Information security professionals may be quite familiar with security monitoring and commonly refer to frameworks such as COBIT or those from the US National Institute of Standards and Technology (NIST) and the International Organization for Standardization (ISO) to customize the design and security strategy for their environments. COBIT users can leverage the basic strategy of plan and organize, acquire and implement, deliver and support, and monitor and evaluate.
In 2012, the best-selling book Antifragile reviewed the decision-making process in an ever-changing world of unscheduled or unforeseen luck, uncertainty, probability, human error and risk. This was an attempt to suggest techniques to understand and manage the unknown.1 The known-unknown and unknown-unknown were covered further in The Black Swan a few years earlier.2 If the author of these publications had collaborated with the security operations center (SOC) personnel from an IT company, then the following recommendations would be the result of their efforts.
The challenge today is that this field is ever-changing, and threats are becoming more sophisticated. What is a repeatable process to ensure that the enterprise is always ready to meet this challenge? What are the use or test cases that one can use to meet or improve the standard of security monitoring?
These days, when ransomware, malware and attacks on managed devices proliferate, the first line of defense rests with the SOC and incident response team (IRT) to identify, monitor and respond to these attacks. In fact, these are not always attacks, since they may be reconnaissance (recons). Taking a step back, senior management must ask the initial question about whether to outsource the SOC, i.e., SOC as a Service or Security as a Service (SECaaS). Specific business or technical questions to make this decision may be hard to identify, but the following four questions may be asked at the onset of creating, revising or enhancing the incident management (IM) process:3
- What is the enterprise trying to protect?
- What are the threats?
- How does the enterprise detect them?
- How does the enterprise respond to threats?
The intent of this article is to outline a process to define a standard operational report for use cases to identify, monitor and respond to incidents and identify several security monitoring best practices. These reports should be tool agnostic. This process is not rocket science; it sets up a methodology to follow while adapting to the ever-changing threat landscape. However, it is mentioned that as the security incident event management (SIEM) tool is used to capture network and device activity, there are millions of network events that must be correlated with its rules to identify false positives, positive events, benign events or other events. There are limitations of a SIEM that must be evaluated against other logging systems.
Based on collective experience dealing with various customers, investigative reports that need testing have been identified, researched for implementation and customized within the enterprise.
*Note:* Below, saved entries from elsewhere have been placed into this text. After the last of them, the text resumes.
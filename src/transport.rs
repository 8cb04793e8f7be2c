//! Message channels between the client and the command loop.

use std::sync::mpsc::{self, Receiver, SyncSender, TrySendError};

use crate::error::TransportError;
use crate::protocol::Frame;

/// Receiving end: blocks until a record arrives or the transport fails.
pub trait Inbound {
    fn recv(&mut self) -> Result<Frame, TransportError>;
}

/// Sending end.
pub trait Outbound {
    /// Block until the record is queued.
    fn send(&mut self, frame: &Frame) -> Result<(), TransportError>;

    /// Queue the record or fail immediately.
    fn try_send(&mut self, frame: &Frame) -> Result<(), TransportError>;
}

/// Bounded in-process channel with the same semantics as a message queue.
pub fn channel(capacity: usize) -> (ChannelSender, ChannelReceiver) {
    let (tx, rx) = mpsc::sync_channel(capacity);
    (ChannelSender { tx }, ChannelReceiver { rx })
}

#[derive(Clone)]
pub struct ChannelSender {
    tx: SyncSender<Frame>,
}

pub struct ChannelReceiver {
    rx: Receiver<Frame>,
}

impl ChannelReceiver {
    pub fn try_recv(&self) -> Option<Frame> {
        self.rx.try_recv().ok()
    }
}

impl Inbound for ChannelReceiver {
    fn recv(&mut self) -> Result<Frame, TransportError> {
        self.rx.recv().map_err(|_| TransportError::Disconnected)
    }
}

impl Outbound for ChannelSender {
    fn send(&mut self, frame: &Frame) -> Result<(), TransportError> {
        self.tx
            .send(frame.clone())
            .map_err(|_| TransportError::Disconnected)
    }

    fn try_send(&mut self, frame: &Frame) -> Result<(), TransportError> {
        self.tx.try_send(frame.clone()).map_err(|err| match err {
            TrySendError::Full(_) => TransportError::Full,
            TrySendError::Disconnected(_) => TransportError::Disconnected,
        })
    }
}

#[cfg(target_os = "linux")]
pub use sysv::MessageQueue;

#[cfg(target_os = "linux")]
mod sysv {
    use std::io;
    use std::mem::size_of;

    use libc::{c_int, c_long, c_void, key_t};
    use tracing::debug;

    use super::{Inbound, Outbound};
    use crate::error::TransportError;
    use crate::protocol::Frame;

    /// Handle to a pre-existing System V message queue. Records are a
    /// `long` type tag followed by the payload, as `msgsnd(2)` expects.
    #[derive(Debug)]
    pub struct MessageQueue {
        id: c_int,
        key: key_t,
        payload_size: usize,
    }

    impl MessageQueue {
        /// Attach to the queue for `key`; never creates it.
        pub fn open(key: key_t, payload_size: usize) -> Result<Self, TransportError> {
            // SAFETY: msgget takes no pointers.
            let id = unsafe { libc::msgget(key, 0o666) };
            if id == -1 {
                return Err(TransportError::Open {
                    key,
                    source: io::Error::last_os_error(),
                });
            }
            debug!(key, id, "attached to message queue");
            Ok(Self {
                id,
                key,
                payload_size,
            })
        }

        #[cfg(test)]
        pub(crate) fn from_id(id: c_int, payload_size: usize) -> Self {
            Self {
                id,
                key: libc::IPC_PRIVATE,
                payload_size,
            }
        }

        /// Remove the queue from the system.
        pub fn remove(self) -> io::Result<()> {
            // SAFETY: IPC_RMID ignores the buffer argument.
            let rc = unsafe { libc::msgctl(self.id, libc::IPC_RMID, std::ptr::null_mut()) };
            if rc == -1 {
                return Err(io::Error::last_os_error());
            }
            debug!(key = self.key, id = self.id, "removed message queue");
            Ok(())
        }

        fn send_with(&self, frame: &Frame, flags: c_int) -> Result<(), TransportError> {
            let mut buf = record_buffer(self.payload_size);
            buf[0] = frame.kind as c_long;
            let len = frame.payload.len().min(self.payload_size);
            record_bytes(&mut buf)[size_of::<c_long>()..size_of::<c_long>() + len]
                .copy_from_slice(&frame.payload[..len]);

            loop {
                // SAFETY: buf holds a c_long tag followed by payload_size bytes.
                let rc = unsafe {
                    libc::msgsnd(self.id, buf.as_ptr() as *const c_void, self.payload_size, flags)
                };
                if rc == 0 {
                    return Ok(());
                }
                let err = io::Error::last_os_error();
                match err.raw_os_error() {
                    Some(libc::EINTR) => continue,
                    Some(libc::EAGAIN) => return Err(TransportError::Full),
                    _ => return Err(TransportError::Send(err)),
                }
            }
        }
    }

    impl Inbound for MessageQueue {
        fn recv(&mut self) -> Result<Frame, TransportError> {
            // Room for clients that send their whole record struct as the text.
            let capacity = self.payload_size + size_of::<c_long>();
            let mut buf = record_buffer(capacity);
            loop {
                // SAFETY: buf holds a c_long tag followed by capacity bytes.
                let received = unsafe {
                    libc::msgrcv(
                        self.id,
                        buf.as_mut_ptr() as *mut c_void,
                        capacity,
                        0,
                        libc::MSG_NOERROR,
                    )
                };
                if received >= 0 {
                    let len = received as usize;
                    let kind = buf[0] as i64;
                    let payload =
                        record_bytes(&mut buf)[size_of::<c_long>()..size_of::<c_long>() + len].to_vec();
                    return Ok(Frame { kind, payload });
                }
                let err = io::Error::last_os_error();
                if err.raw_os_error() == Some(libc::EINTR) {
                    continue;
                }
                return Err(TransportError::Receive(err));
            }
        }
    }

    impl Outbound for MessageQueue {
        fn send(&mut self, frame: &Frame) -> Result<(), TransportError> {
            self.send_with(frame, 0)
        }

        fn try_send(&mut self, frame: &Frame) -> Result<(), TransportError> {
            self.send_with(frame, libc::IPC_NOWAIT)
        }
    }

    // c_long-aligned storage for a tag plus `payload` bytes.
    fn record_buffer(payload: usize) -> Vec<c_long> {
        let word = size_of::<c_long>();
        vec![0; 1 + (payload + word - 1) / word]
    }

    fn record_bytes(buf: &mut [c_long]) -> &mut [u8] {
        let len = buf.len() * size_of::<c_long>();
        // SAFETY: u8 has no alignment or validity requirements and the
        // slice covers exactly the same allocation.
        unsafe { std::slice::from_raw_parts_mut(buf.as_mut_ptr() as *mut u8, len) }
    }
}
An organization needs to review whether the SIEM should be replaced with other logging tools to apply threat intelligence and further pinpoint the security event. Once that is done, the incident response process can be activated.
Using one approach, a standard set of test cases for network security monitoring for the SIEM could involve the following:
- Authentication tracking and account compromise detection—This involves administrator (admin) and user tracking.
- Compromised and infected system tracking—This involves malware detection by using outbound firewall logs, network intrusion prevention system (NIPS) alerts and web proxy logs, and internal connectivity logs and network flows, etc.
- Validating intrusion detection system/intrusion prevention system (IDS/IPS) alerts by using vulnerability data and other context data about the assets collected in the SIEM—While some may consider this outdated, this use case is still relevant in its modern form of using SIEM for alerts.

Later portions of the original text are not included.